— WORK REQUEST —
Your answer must be every line of the data that contains "usize".

---*---

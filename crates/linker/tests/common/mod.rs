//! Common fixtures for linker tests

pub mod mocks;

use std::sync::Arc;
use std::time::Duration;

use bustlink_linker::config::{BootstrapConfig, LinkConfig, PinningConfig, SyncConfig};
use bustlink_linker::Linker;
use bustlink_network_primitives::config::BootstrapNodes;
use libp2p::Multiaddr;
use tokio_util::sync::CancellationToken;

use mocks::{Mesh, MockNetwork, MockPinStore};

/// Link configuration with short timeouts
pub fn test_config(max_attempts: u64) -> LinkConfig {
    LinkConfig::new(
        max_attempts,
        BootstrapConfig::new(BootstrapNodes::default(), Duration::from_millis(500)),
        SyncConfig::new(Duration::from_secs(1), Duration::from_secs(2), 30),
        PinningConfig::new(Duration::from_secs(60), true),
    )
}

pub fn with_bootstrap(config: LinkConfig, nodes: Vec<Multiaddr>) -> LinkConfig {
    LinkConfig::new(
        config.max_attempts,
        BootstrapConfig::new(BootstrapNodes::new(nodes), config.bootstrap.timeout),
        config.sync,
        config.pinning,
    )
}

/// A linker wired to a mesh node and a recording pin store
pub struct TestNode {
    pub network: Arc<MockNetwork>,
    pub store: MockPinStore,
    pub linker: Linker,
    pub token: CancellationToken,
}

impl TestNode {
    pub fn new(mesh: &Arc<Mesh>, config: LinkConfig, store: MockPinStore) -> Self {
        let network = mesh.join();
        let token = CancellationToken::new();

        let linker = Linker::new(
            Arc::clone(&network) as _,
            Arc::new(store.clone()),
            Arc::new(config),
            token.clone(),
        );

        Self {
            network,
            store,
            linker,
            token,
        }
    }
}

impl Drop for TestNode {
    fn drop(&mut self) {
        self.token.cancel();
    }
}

---*---

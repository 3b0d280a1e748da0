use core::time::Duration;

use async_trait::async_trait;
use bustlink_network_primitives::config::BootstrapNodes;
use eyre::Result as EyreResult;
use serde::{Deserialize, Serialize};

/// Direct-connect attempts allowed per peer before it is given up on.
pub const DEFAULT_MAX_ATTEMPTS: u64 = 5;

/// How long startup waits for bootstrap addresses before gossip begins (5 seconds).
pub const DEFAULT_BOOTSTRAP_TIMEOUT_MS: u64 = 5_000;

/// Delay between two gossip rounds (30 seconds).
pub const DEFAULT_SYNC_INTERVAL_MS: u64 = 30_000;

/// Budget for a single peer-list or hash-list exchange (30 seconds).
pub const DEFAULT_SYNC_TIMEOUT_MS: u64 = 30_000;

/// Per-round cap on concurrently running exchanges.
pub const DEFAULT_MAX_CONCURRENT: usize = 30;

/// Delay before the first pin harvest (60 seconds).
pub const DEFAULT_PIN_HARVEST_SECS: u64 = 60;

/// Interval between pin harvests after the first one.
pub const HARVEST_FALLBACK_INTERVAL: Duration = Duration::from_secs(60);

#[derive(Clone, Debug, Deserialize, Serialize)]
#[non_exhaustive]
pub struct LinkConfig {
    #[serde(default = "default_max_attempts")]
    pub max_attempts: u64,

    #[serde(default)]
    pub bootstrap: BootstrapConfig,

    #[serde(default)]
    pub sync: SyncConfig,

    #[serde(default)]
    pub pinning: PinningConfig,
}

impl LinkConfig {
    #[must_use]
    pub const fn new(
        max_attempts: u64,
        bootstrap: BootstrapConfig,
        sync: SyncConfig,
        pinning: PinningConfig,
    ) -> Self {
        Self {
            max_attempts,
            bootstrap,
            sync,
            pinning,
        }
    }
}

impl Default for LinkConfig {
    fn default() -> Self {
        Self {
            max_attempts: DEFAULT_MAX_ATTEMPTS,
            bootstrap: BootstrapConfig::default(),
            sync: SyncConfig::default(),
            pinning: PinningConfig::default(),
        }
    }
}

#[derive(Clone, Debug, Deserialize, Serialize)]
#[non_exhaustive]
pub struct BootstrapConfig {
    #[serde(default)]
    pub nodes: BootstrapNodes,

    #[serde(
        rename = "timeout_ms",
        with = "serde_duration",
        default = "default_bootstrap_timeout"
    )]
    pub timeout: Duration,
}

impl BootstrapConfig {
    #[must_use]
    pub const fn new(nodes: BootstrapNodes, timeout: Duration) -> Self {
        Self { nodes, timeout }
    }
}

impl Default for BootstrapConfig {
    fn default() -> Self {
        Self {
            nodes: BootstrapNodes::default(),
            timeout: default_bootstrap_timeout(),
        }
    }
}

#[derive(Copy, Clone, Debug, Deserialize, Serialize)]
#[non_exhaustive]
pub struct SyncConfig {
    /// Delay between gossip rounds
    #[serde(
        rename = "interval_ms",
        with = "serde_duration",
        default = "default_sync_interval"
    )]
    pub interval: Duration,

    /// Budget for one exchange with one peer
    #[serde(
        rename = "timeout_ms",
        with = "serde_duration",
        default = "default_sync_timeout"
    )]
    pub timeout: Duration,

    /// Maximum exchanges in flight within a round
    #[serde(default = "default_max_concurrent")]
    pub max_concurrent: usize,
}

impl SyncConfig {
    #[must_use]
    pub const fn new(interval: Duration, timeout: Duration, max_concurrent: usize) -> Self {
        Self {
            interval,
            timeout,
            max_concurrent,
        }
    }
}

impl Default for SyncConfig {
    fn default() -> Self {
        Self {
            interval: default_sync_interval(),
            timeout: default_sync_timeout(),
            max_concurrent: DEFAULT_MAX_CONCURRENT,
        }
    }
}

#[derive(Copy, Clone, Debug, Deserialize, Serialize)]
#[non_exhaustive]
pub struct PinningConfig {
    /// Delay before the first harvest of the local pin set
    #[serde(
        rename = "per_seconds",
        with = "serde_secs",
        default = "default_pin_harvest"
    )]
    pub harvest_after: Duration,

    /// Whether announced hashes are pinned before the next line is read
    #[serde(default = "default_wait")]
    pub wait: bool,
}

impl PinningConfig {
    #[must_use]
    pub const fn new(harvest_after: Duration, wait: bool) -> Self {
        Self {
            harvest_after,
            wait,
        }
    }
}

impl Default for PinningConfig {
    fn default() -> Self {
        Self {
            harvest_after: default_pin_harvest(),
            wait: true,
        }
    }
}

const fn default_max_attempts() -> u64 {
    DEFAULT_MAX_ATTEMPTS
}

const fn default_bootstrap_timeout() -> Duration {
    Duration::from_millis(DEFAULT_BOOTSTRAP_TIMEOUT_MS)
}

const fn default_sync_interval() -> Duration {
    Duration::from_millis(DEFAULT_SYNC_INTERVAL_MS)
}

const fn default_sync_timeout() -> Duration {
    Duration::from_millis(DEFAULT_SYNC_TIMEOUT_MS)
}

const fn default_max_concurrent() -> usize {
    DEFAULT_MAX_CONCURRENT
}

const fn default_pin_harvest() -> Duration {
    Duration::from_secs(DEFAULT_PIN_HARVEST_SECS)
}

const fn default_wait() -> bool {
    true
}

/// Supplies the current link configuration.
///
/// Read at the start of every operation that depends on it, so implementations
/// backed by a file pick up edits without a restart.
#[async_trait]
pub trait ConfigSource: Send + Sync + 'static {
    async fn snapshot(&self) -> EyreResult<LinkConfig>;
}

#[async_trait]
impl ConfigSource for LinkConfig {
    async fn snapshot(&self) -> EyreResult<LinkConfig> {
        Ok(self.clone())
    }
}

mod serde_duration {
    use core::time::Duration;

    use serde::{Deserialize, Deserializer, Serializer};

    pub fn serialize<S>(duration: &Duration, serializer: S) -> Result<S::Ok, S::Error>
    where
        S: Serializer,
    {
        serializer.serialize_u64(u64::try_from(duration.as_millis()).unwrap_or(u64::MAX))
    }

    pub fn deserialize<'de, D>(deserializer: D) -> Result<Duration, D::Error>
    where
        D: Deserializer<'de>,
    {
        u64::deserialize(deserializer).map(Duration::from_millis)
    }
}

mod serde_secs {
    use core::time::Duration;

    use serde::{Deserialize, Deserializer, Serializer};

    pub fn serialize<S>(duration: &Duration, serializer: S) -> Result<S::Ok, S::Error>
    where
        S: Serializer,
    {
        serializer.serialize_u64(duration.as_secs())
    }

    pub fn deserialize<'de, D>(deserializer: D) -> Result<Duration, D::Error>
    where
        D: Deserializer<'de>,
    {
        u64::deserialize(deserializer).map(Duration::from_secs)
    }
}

---*---

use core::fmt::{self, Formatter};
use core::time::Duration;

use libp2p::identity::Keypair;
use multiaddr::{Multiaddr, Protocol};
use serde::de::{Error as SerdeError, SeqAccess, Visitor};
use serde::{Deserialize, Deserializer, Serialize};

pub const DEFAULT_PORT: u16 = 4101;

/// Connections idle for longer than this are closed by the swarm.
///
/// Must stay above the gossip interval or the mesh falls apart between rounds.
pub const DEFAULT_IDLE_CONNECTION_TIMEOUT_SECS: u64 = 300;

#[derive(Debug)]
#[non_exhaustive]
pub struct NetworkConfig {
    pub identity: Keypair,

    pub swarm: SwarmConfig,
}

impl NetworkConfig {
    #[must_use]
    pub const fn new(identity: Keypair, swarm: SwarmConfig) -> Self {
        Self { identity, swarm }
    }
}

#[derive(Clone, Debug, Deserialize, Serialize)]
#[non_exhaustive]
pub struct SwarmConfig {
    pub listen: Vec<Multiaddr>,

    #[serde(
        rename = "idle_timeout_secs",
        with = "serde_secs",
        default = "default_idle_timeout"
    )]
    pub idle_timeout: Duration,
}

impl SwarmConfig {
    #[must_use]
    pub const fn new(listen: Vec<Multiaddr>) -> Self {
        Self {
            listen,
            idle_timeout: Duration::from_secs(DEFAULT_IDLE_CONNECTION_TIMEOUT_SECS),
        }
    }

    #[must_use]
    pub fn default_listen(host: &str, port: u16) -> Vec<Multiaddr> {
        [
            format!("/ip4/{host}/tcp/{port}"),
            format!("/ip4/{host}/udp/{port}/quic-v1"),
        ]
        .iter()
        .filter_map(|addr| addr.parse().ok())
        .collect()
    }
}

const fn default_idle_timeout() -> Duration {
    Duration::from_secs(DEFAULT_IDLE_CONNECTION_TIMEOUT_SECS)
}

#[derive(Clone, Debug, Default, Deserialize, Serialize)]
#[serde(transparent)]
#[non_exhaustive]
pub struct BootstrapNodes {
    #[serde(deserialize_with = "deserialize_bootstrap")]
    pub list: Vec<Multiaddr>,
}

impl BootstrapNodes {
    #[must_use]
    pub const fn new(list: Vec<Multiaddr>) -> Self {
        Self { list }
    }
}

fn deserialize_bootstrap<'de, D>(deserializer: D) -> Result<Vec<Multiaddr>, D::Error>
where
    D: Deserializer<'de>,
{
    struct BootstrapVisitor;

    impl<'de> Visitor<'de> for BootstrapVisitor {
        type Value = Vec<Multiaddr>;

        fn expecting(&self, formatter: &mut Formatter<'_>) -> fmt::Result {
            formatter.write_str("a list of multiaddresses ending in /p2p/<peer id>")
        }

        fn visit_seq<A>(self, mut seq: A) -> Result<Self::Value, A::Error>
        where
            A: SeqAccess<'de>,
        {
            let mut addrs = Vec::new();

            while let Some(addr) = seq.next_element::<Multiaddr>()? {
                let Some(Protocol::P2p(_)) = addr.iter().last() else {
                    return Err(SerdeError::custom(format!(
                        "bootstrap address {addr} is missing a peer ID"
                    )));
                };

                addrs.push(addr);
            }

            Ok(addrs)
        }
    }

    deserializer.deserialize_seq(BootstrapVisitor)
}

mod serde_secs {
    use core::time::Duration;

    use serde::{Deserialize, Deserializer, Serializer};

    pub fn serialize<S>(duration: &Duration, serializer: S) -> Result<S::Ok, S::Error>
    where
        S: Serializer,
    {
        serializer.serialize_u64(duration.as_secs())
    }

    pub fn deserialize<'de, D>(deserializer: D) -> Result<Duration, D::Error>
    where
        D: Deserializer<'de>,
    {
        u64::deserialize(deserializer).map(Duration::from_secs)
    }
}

---*---

— ANSWER AREA —
pub const DEFAULT_MAX_CONCURRENT: usize = 30;
    pub max_concurrent: usize,
    pub const fn new(interval: Duration, timeout: Duration, max_concurrent: usize) -> Self {
const fn default_max_concurrent() -> usize {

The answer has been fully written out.